[Collected data entries]
####
// conn.rs — non-blocking UDP endpoints
//
// Two sockets: a dual-stack unicast socket for client traffic and an unbound
// multicast socket for the discovery announcement. socket2 handles the option
// setup std cannot express (IPV6_V6ONLY off, multicast hop limit); all actual
// I/O goes through std's UdpSocket.

use std::io;
use std::net::{Ipv6Addr, SocketAddr, UdpSocket};

use socket2::{Domain, Protocol, Socket, Type};

use lwar_common::address::{parse_group, Address};

use crate::config::MULTICAST_HOPS;

pub struct Endpoint {
    sock: UdpSocket,
    port: u16,
}

impl Endpoint {
    /// Bind the client-facing socket: IPv6 any-address, dual-stack,
    /// non-blocking. Pass port 0 for an ephemeral port (tests).
    pub fn bind(port: u16) -> io::Result<Endpoint> {
        let sock = Socket::new(Domain::IPV6, Type::DGRAM, Some(Protocol::UDP))?;
        sock.set_only_v6(false)?;
        sock.set_nonblocking(true)?;
        let bind_addr: SocketAddr = (Ipv6Addr::UNSPECIFIED, port).into();
        sock.bind(&bind_addr.into())?;
        let sock: UdpSocket = sock.into();
        let port = sock.local_addr()?.port();
        Ok(Endpoint { sock, port })
    }

    /// Create the discovery socket: joined to `group`, loopback enabled,
    /// hop limit 1. It only ever sends, so it stays unbound.
    pub fn multicast(group: &str) -> io::Result<Endpoint> {
        let ip: Ipv6Addr = group
            .parse()
            .map_err(|_| io::Error::new(io::ErrorKind::InvalidInput, "bad multicast group"))?;
        let sock = Socket::new(Domain::IPV6, Type::DGRAM, Some(Protocol::UDP))?;
        sock.set_nonblocking(true)?;
        sock.set_multicast_loop_v6(true)?;
        sock.set_multicast_hops_v6(MULTICAST_HOPS)?;
        sock.join_multicast_v6(&ip, 0)?;
        let sock: UdpSocket = sock.into();
        Ok(Endpoint { sock, port: 0 })
    }

    pub fn port(&self) -> u16 {
        self.port
    }

    /// Receive one datagram. `Ok(None)` when nothing is pending.
    pub fn recv(&self, buf: &mut [u8]) -> io::Result<Option<(usize, Address)>> {
        match self.sock.recv_from(buf) {
            Ok((n, from)) => Ok(Some((n, Address::from(from)))),
            Err(e) if e.kind() == io::ErrorKind::WouldBlock => Ok(None),
            Err(e) => Err(e),
        }
    }

    /// Send one datagram. A short write is reported as an error: datagrams
    /// are all-or-nothing.
    pub fn send(&self, buf: &[u8], to: &Address) -> io::Result<()> {
        let sent = self.sock.send_to(buf, to.to_socket_addr())?;
        if sent != buf.len() {
            return Err(io::Error::new(
                io::ErrorKind::WriteZero,
                "datagram sent only partially",
            ));
        }
        Ok(())
    }
}

/// The discovery group address for a given game port.
pub fn multicast_address(group: &str, game_port: u16) -> Option<Address> {
    parse_group(group, game_port + 1)
}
####
Both end lines included, restate word for word the lines above from the line with "and an unbound" to the line with "Bind the client-facing", and nothing else.

> FINAL ANSWER
// Two sockets: a dual-stack unicast socket for client traffic and an unbound
// multicast socket for the discovery announcement. socket2 handles the option
// setup std cannot express (IPV6_V6ONLY off, multicast hop limit); all actual
// I/O goes through std's UdpSocket.

use std::io;
use std::net::{Ipv6Addr, SocketAddr, UdpSocket};

use socket2::{Domain, Protocol, Socket, Type};

use lwar_common::address::{parse_group, Address};

use crate::config::MULTICAST_HOPS;

pub struct Endpoint {
    sock: UdpSocket,
    port: u16,
}

impl Endpoint {
    /// Bind the client-facing socket: IPv6 any-address, dual-stack,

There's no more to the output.